A Agência Nacional de Aviação Civil (Anac) alterou normas para a revisão do jato 190 da Embraer depois que testes no modelo encontraram trincas em componentes estruturais. O jato, um dos mais vendidos pela terceira maior fabricante de aviões do mundo, é usado atualmente por companhias aéreas como Azul e Trip, e custa US$ 48,8 milhões (R$ 69,33 milhões). A Anac recomendou aos operadores do modelo a reduzir o intervalo de manutenção do avião após testes de fadiga.
Procurada, a fabricante do avião afirmou que "a ação da Anac é uma formalização daquilo que a Embraer informou que irá implementar no plano de manutenção preventiva dos aviões. Não tem impacto algum nas operações (do avião)."
No documento "Diretriz de Aeronavegabilidade, número 2011-05-04", publicado no site da agência, a Anac afirma que "falha em inspecionar estes componentes estruturais (...) pode impedir a detecção, a tempo, das trincas por fadiga. Estas trincas, se não endereçadas de maneira apropriada, podem afetar adversamente a integridade estrutural do avião".

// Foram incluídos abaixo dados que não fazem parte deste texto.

//! Write path: summarize the newest chunk into a memory
//!
//! Every write goes through the [`TurnQueue`], so two chunks firing close
//! together are summarized and stored one after the other, never interleaved.

use super::prompt::summary_request;
use super::window::WindowSelection;
use crate::backend::{CompletionBackend, CompletionOptions, Conversation, MemoryBackend, ModelSize};
use crate::queue::{TurnHandle, TurnQueue};
use crate::Result;
use std::sync::Arc;
use tracing::{debug, info, warn};

/// Summarizes message chunks and persists the summaries
pub struct MemoryWriter {
    conversation: Arc<dyn Conversation>,
    backend: Arc<dyn MemoryBackend>,
    completion: Arc<dyn CompletionBackend>,
    queue: TurnQueue,
    chunk_messages: usize,
    max_old_messages: usize,
}

impl MemoryWriter {
    pub fn new(
        conversation: Arc<dyn Conversation>,
        backend: Arc<dyn MemoryBackend>,
        completion: Arc<dyn CompletionBackend>,
        queue: TurnQueue,
        chunk_messages: usize,
        max_old_messages: usize,
    ) -> Self {
        Self {
            conversation,
            backend,
            completion,
            queue,
            chunk_messages,
            max_old_messages,
        }
    }

    /// Queue one summarization turn. Returns immediately.
    pub fn schedule(&self) -> Result<TurnHandle> {
        let conversation = self.conversation.clone();
        let backend = self.backend.clone();
        let completion = self.completion.clone();
        let chunk_messages = self.chunk_messages;
        let max_old_messages = self.max_old_messages;

        self.queue.submit(move || async move {
            summarize_chunk(
                conversation.as_ref(),
                backend.as_ref(),
                completion.as_ref(),
                chunk_messages,
                max_old_messages,
            )
            .await
        })
    }

    pub fn queue(&self) -> &TurnQueue {
        &self.queue
    }
}

/// Body of one write turn
async fn summarize_chunk(
    conversation: &dyn Conversation,
    backend: &dyn MemoryBackend,
    completion: &dyn CompletionBackend,
    chunk_messages: usize,
    max_old_messages: usize,
) -> Result<()> {
    // Restored history must precede the chunk in the window.
    conversation.wait_for_load().await;
    let messages = conversation.messages();
    let window = WindowSelection::select(&messages, chunk_messages, max_old_messages);

    if window.is_empty() {
        debug!("No messages to summarize");
        return Ok(());
    }

    debug!(
        "Summarizing {} new messages with {} messages of context",
        window.new_context.len(),
        window.old_context.len()
    );

    let summary = completion
        .complete(
            &summary_request(&window),
            CompletionOptions {
                model: ModelSize::Small,
            },
        )
        .await?;

    let text = summary.content.trim();
    if text.is_empty() {
        warn!("Summarizer returned an empty summary, nothing stored");
        return Ok(());
    }

    backend.add_memory(text).await?;
    info!("Stored memory ({} chars)", text.len());
    Ok(())
}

Segundo a Anac, a diretriz não tem caráter emergencial. "É mais uma cautela, as companhias vão ter de diminuir o intervalo da manutenção", afirmou a assessoria de imprensa, sem poder precisar de imediato quando e em que avião do modelo as trincas foram encontradas. Azul e Trip não puderam comentar o assunto de imediato.
A Anac afirma no documento que a "condição pode ocorrer em outros aviões do mesmo tipo e afeta a segurança de voo". Com isso, a agência determinou prazo de 90 dias a partir de 16 de junho para a inclusão das novas tarefas de inspeção.
Às 12h05, as ações da Embraer exibiam queda de 0,54%, cotadas a R$ 12,90. No mesmo horário, o Ibovespa, principal índice das ações brasileiras, subia 0,28%.